Print the listing again exactly, leaving nothing out.

## Source data:
[Start of Attachment]

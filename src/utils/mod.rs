//! Utility functions and helpers.

pub mod http;
pub mod log;

use unicode_segmentation::UnicodeSegmentation;

/// Marker appended to text cut by [`truncate`].
pub const TRUNCATION_MARKER: &str = "...[truncated]";

/// Keep at most `max_len` grapheme clusters of `text`, appending
/// [`TRUNCATION_MARKER`] when anything was cut.
pub fn truncate(text: &str, max_len: usize) -> String {
    match text.grapheme_indices(true).nth(max_len) {
        Some((cut, _)) => format!("{}{}", &text[..cut], TRUNCATION_MARKER),
        None => text.to_string(),
    }
}

/// Like [`truncate`] but without a marker, for display excerpts.
pub fn excerpt(text: &str, max_len: usize) -> &str {
    match text.grapheme_indices(true).nth(max_len) {
        Some((cut, _)) => &text[..cut],
        None => text,
    }
}
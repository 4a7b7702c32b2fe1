//! Canonical content and the snapshots that persist it.

use chrono::{DateTime, Utc};
use serde::{Deserialize, Serialize};
use serde_json::Value;

/// Canonical form of a fetched document.
///
/// Text is stored as a JSON string and structured content as the JSON value
/// itself, so a log row round-trips to the same variant.
#[derive(Debug, Clone, Serialize, Deserialize, PartialEq)]
#[serde(untagged)]
pub enum Canonical {
    /// Normalized visible text, one content line per line
    Text(String),

    /// JSON object or array with recursively sorted keys
    Structured(Value),
}

impl Canonical {
    /// Whether this is structured content.
    pub fn is_structured(&self) -> bool {
        matches!(self, Self::Structured(_))
    }

    /// Text content, if any.
    pub fn as_text(&self) -> Option<&str> {
        match self {
            Self::Text(text) => Some(text),
            Self::Structured(_) => None,
        }
    }

    /// Deterministic string form (text as-is, structured as compact JSON).
    pub fn serialized(&self) -> String {
        match self {
            Self::Text(text) => text.clone(),
            Self::Structured(value) => value.to_string(),
        }
    }
}

/// Content captured for a target during one run.
#[derive(Debug, Clone, Serialize, Deserialize, PartialEq)]
pub struct Snapshot {
    /// Shared timestamp of the run that captured it
    pub run_time: DateTime<Utc>,

    /// Name of the observed target
    pub target_name: String,

    /// URL fetched for this observation
    pub url: String,

    /// Canonical content
    pub content: Canonical,
}
//! Storage abstractions for snapshots and run logs.
//!
//! Everything is append-only. Three logs live under the storage root:
//!
//! ```text
//! storage/
//! ├── config.toml        # Watcher configuration
//! ├── snapshots.jsonl    # Canonical content per target per run
//! ├── changes.jsonl      # One change record per target per run
//! └── diffs.jsonl        # Diff rows for CHANGED targets
//! ```

pub mod local;
pub mod memory;

use async_trait::async_trait;
use chrono::{DateTime, Utc};

use crate::error::Result;
use crate::models::{ChangeRecord, DiffEntry, Snapshot};

// Re-export for convenience
pub use local::LocalStorage;
pub use memory::MemoryStorage;

/// Append-only snapshot history keyed by target name.
#[async_trait]
pub trait SnapshotStore: Send + Sync {
    /// Append a snapshot to the history.
    async fn append(&self, snapshot: &Snapshot) -> Result<()>;

    /// Most recent snapshot for a target. Among equal run times the one
    /// appended last wins.
    async fn latest(&self, target_name: &str) -> Result<Option<Snapshot>>;
}

/// Append-only change summary and diff archive.
#[async_trait]
pub trait ChangeLog: Send + Sync {
    /// Append one change record.
    async fn append_change(&self, record: &ChangeRecord) -> Result<()>;

    /// Append diff rows in order. An empty slice writes nothing.
    async fn append_diff_rows(&self, rows: &[DiffEntry]) -> Result<()>;

    /// Change records written for a run, in append order.
    async fn changes_for_run(&self, run_time: DateTime<Utc>) -> Result<Vec<ChangeRecord>>;

    /// Diff rows written for a run, in append order.
    async fn diffs_for_run(&self, run_time: DateTime<Utc>) -> Result<Vec<DiffEntry>>;

    /// Run time of the most recent recorded run.
    async fn latest_run_time(&self) -> Result<Option<DateTime<Utc>>>;
}

/// Pick the most recent snapshot for a target, last appended winning ties.
pub(crate) fn latest_of<'a>(
    history: impl IntoIterator<Item = &'a Snapshot>,
    target_name: &str,
) -> Option<&'a Snapshot> {
    history
        .into_iter()
        .filter(|s| s.target_name == target_name)
        .fold(None, |best: Option<&Snapshot>, s| match best {
            Some(b) if b.run_time > s.run_time => Some(b),
            _ => Some(s),
        })
}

[End of Attachment]

## Result:
filename src/utils/mod.rs
//! Utility functions and helpers.

pub mod http;
pub mod log;

use unicode_segmentation::UnicodeSegmentation;

/// Marker appended to text cut by [`truncate`].
pub const TRUNCATION_MARKER: &str = "...[truncated]";

/// Keep at most `max_len` grapheme clusters of `text`, appending
/// [`TRUNCATION_MARKER`] when anything was cut.
pub fn truncate(text: &str, max_len: usize) -> String {
    match text.grapheme_indices(true).nth(max_len) {
        Some((cut, _)) => format!("{}{}", &text[..cut], TRUNCATION_MARKER),
        None => text.to_string(),
    }
}

/// Like [`truncate`] but without a marker, for display excerpts.
pub fn excerpt(text: &str, max_len: usize) -> &str {
    match text.grapheme_indices(true).nth(max_len) {
        Some((cut, _)) => &text[..cut],
        None => text,
    }
}
repository 4a7b7702c32b2fe1
//! Canonical content and the snapshots that persist it.

use chrono::{DateTime, Utc};
use serde::{Deserialize, Serialize};
use serde_json::Value;

/// Canonical form of a fetched document.
///
/// Text is stored as a JSON string and structured content as the JSON value
/// itself, so a log row round-trips to the same variant.
#[derive(Debug, Clone, Serialize, Deserialize, PartialEq)]
#[serde(untagged)]
pub enum Canonical {
    /// Normalized visible text, one content line per line
    Text(String),

    /// JSON object or array with recursively sorted keys
    Structured(Value),
}

impl Canonical {
    /// Whether this is structured content.
    pub fn is_structured(&self) -> bool {
        matches!(self, Self::Structured(_))
    }

    /// Text content, if any.
    pub fn as_text(&self) -> Option<&str> {
        match self {
            Self::Text(text) => Some(text),
            Self::Structured(_) => None,
        }
    }

    /// Deterministic string form (text as-is, structured as compact JSON).
    pub fn serialized(&self) -> String {
        match self {
            Self::Text(text) => text.clone(),
            Self::Structured(value) => value.to_string(),
        }
    }
}

/// Content captured for a target during one run.
#[derive(Debug, Clone, Serialize, Deserialize, PartialEq)]
pub struct Snapshot {
    /// Shared timestamp of the run that captured it
    pub run_time: DateTime<Utc>,

    /// Name of the observed target
    pub target_name: String,

    /// URL fetched for this observation
    pub url: String,

    /// Canonical content
    pub content: Canonical,
}
//! Storage abstractions for snapshots and run logs.
//!
//! Everything is append-only. Three logs live under the storage root:
//!
//! ```text
//! storage/
//! ├── config.toml        # Watcher configuration
//! ├── snapshots.jsonl    # Canonical content per target per run
//! ├── changes.jsonl      # One change record per target per run
//! └── diffs.jsonl        # Diff rows for CHANGED targets
//! ```

pub mod local;
pub mod memory;

use async_trait::async_trait;
use chrono::{DateTime, Utc};

use crate::error::Result;
use crate::models::{ChangeRecord, DiffEntry, Snapshot};

// Re-export for convenience
pub use local::LocalStorage;
pub use memory::MemoryStorage;

/// Append-only snapshot history keyed by target name.
#[async_trait]
pub trait SnapshotStore: Send + Sync {
    /// Append a snapshot to the history.
    async fn append(&self, snapshot: &Snapshot) -> Result<()>;

    /// Most recent snapshot for a target. Among equal run times the one
    /// appended last wins.
    async fn latest(&self, target_name: &str) -> Result<Option<Snapshot>>;
}

/// Append-only change summary and diff archive.
#[async_trait]
pub trait ChangeLog: Send + Sync {
    /// Append one change record.
    async fn append_change(&self, record: &ChangeRecord) -> Result<()>;

    /// Append diff rows in order. An empty slice writes nothing.
    async fn append_diff_rows(&self, rows: &[DiffEntry]) -> Result<()>;

    /// Change records written for a run, in append order.
    async fn changes_for_run(&self, run_time: DateTime<Utc>) -> Result<Vec<ChangeRecord>>;

    /// Diff rows written for a run, in append order.
    async fn diffs_for_run(&self, run_time: DateTime<Utc>) -> Result<Vec<DiffEntry>>;

    /// Run time of the most recent recorded run.
    async fn latest_run_time(&self) -> Result<Option<DateTime<Utc>>>;
}

/// Pick the most recent snapshot for a target, last appended winning ties.
pub(crate) fn latest_of<'a>(
    history: impl IntoIterator<Item = &'a Snapshot>,
    target_name: &str,
) -> Option<&'a Snapshot> {
    history
        .into_iter()
        .filter(|s| s.target_name == target_name)
        .fold(None, |best: Option<&Snapshot>, s| match best {
            Some(b) if b.run_time > s.run_time => Some(b),
            _ => Some(s),
        })
}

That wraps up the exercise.